At Coler-Goldwater—and in similar hospitals throughout the country—these debilitating emergencies often reveal an HIV diagnosis that the patient had hoped to hide or didn’t know about in the first place. Under United States law, simply having the virus makes a person ineligible to visit this country or to apply, with the same rights as HIV negative people, for permission to live here. So some have no other choice now but to pack their bags and head for the border. Others are trapped here by their illnesses—by sheer frailty or by the well-founded fears of the shoddy health care or anti-HIV discrimination they would face at home.

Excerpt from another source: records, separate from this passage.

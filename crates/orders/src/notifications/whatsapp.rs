//! WhatsApp Cloud API client.
//!
//! Sends either a pre-approved template with positional body parameters or a
//! freeform text message to a single number.

use async_trait::async_trait;
use panaderia_core::{Language, Phone};
use reqwest::Client;
use secrecy::{ExposeSecret, SecretString};
use serde::{Deserialize, Serialize};
use serde_json::{Value, json};
use thiserror::Error;
use tracing::{debug, error, instrument};

use crate::config::WhatsAppConfig;

/// Errors that can occur when sending a chat message.
#[derive(Debug, Error)]
pub enum WhatsAppError {
    /// HTTP request failed.
    #[error("WhatsApp request failed: {0}")]
    Request(String),

    /// Failed to parse response.
    #[error("WhatsApp response error: {0}")]
    Response(String),

    /// The API returned an error.
    #[error("WhatsApp API error ({status}): {message}")]
    Api { status: u16, message: String },

    /// Recipient number is not usable.
    #[error("Invalid phone number: {0}")]
    InvalidNumber(String),
}

impl WhatsAppError {
    /// Whether another attempt could succeed.
    #[must_use]
    pub const fn is_transient(&self) -> bool {
        match self {
            Self::Request(_) => true,
            Self::Api { status, .. } => *status == 429 || *status >= 500,
            Self::Response(_) | Self::InvalidNumber(_) => false,
        }
    }
}

/// A chat message payload.
#[derive(Debug, Clone, PartialEq, Eq, Serialize)]
#[serde(tag = "kind", rename_all = "snake_case")]
pub enum ChatMessage {
    /// Pre-approved template with positional parameters.
    Template {
        name: String,
        language: Language,
        params: Vec<String>,
    },
    /// Freeform text.
    Text { body: String },
}

impl ChatMessage {
    fn to_request(&self, to: &Phone) -> Value {
        match self {
            Self::Template {
                name,
                language,
                params,
            } => {
                let parameters: Vec<Value> = params
                    .iter()
                    .map(|p| json!({ "type": "text", "text": p }))
                    .collect();
                json!({
                    "messaging_product": "whatsapp",
                    "to": to.as_str(),
                    "type": "template",
                    "template": {
                        "name": name,
                        "language": { "code": language.as_str() },
                        "components": [{ "type": "body", "parameters": parameters }],
                    },
                })
            }
            Self::Text { body } => json!({
                "messaging_product": "whatsapp",
                "to": to.as_str(),
                "type": "text",
                "text": { "preview_url": false, "body": body },
            }),
        }
    }
}

/// Outbound chat transport.
#[async_trait]
pub trait ChatSender: Send + Sync {
    /// Send one message to one number.
    async fn send(&self, to: &Phone, message: &ChatMessage) -> Result<(), WhatsAppError>;
}

#[derive(Debug, Deserialize)]
struct ErrorBody {
    error: Option<ErrorDetail>,
}

#[derive(Debug, Deserialize)]
struct ErrorDetail {
    message: Option<String>,
}

#[derive(Debug, Deserialize)]
struct SendResponse {
    #[serde(default)]
    messages: Vec<SentMessage>,
}

#[derive(Debug, Deserialize)]
struct SentMessage {
    id: String,
}

/// WhatsApp Cloud API client.
#[derive(Clone)]
pub struct WhatsAppClient {
    client: Client,
    access_token: SecretString,
    phone_number_id: String,
    api_base: String,
}

impl std::fmt::Debug for WhatsAppClient {
    fn fmt(&self, f: &mut std::fmt::Formatter<'_>) -> std::fmt::Result {
        f.debug_struct("WhatsAppClient")
            .field("access_token", &"[REDACTED]")
            .field("phone_number_id", &self.phone_number_id)
            .finish_non_exhaustive()
    }
}

impl WhatsAppClient {
    /// Create a new client.
    #[must_use]
    pub fn new(config: &WhatsAppConfig) -> Self {
        Self {
            client: Client::new(),
            access_token: config.access_token.clone(),
            phone_number_id: config.phone_number_id.clone(),
            api_base: config.api_base.trim_end_matches('/').to_string(),
        }
    }
}

#[async_trait]
impl ChatSender for WhatsAppClient {
    #[instrument(skip(self, message), fields(to = %to))]
    async fn send(&self, to: &Phone, message: &ChatMessage) -> Result<(), WhatsAppError> {
        let response = self
            .client
            .post(format!("{}/{}/messages", self.api_base, self.phone_number_id))
            .bearer_auth(self.access_token.expose_secret())
            .json(&message.to_request(to))
            .send()
            .await
            .map_err(|e| WhatsAppError::Request(e.to_string()))?;

        let status = response.status();
        if !status.is_success() {
            let message = response
                .json::<ErrorBody>()
                .await
                .ok()
                .and_then(|b| b.error)
                .and_then(|d| d.message)
                .unwrap_or_else(|| status.to_string());
            error!(status = status.as_u16(), error = %message, "WhatsApp API error");
            return Err(WhatsAppError::Api {
                status: status.as_u16(),
                message,
            });
        }

        let sent: SendResponse = response
            .json()
            .await
            .map_err(|e| WhatsAppError::Response(e.to_string()))?;

        debug!(
            message_id = ?sent.messages.first().map(|m| m.id.as_str()),
            "WhatsApp message accepted"
        );
        Ok(())
    }
}

#[cfg(test)]
#[allow(clippy::unwrap_used)]
mod tests {
    use super::*;

    #[test]
    fn test_template_request_shape() {
        let message = ChatMessage::Template {
            name: "pago_listo".to_string(),
            language: Language::Es,
            params: vec!["Ana".to_string(), "$85.00".to_string()],
        };
        let body = message.to_request(&Phone::parse("512-555-0100").unwrap());
        assert_eq!(body["to"], "15125550100");
        assert_eq!(body["type"], "template");
        assert_eq!(body["template"]["language"]["code"], "es");
        assert_eq!(
            body["template"]["components"][0]["parameters"][1]["text"],
            "$85.00"
        );
    }

    #[test]
    fn test_text_request_shape() {
        let message = ChatMessage::Text {
            body: "Hola".to_string(),
        };
        let body = message.to_request(&Phone::parse("+52 55 1234 5678").unwrap());
        assert_eq!(body["type"], "text");
        assert_eq!(body["text"]["body"], "Hola");
    }

    #[test]
    fn test_transient_classification() {
        assert!(WhatsAppError::Request("reset".to_string()).is_transient());
        assert!(
            WhatsAppError::Api {
                status: 503,
                message: String::new()
            }
            .is_transient()
        );
        assert!(
            !WhatsAppError::Api {
                status: 400,
                message: String::new()
            }
            .is_transient()
        );
    }
}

Last World AIDS Day, December 1, President Bush vowed to lift the ban on short-term visits by people with HIV. With Congress also facing a sprawling agenda of im-migration issues, policy changes are likely this year or next. What’s not expected to ease up anytime soon is the difficulty of shouldering two such challenging statuses at one time: being HIV positive and being from somewhere else without documentation.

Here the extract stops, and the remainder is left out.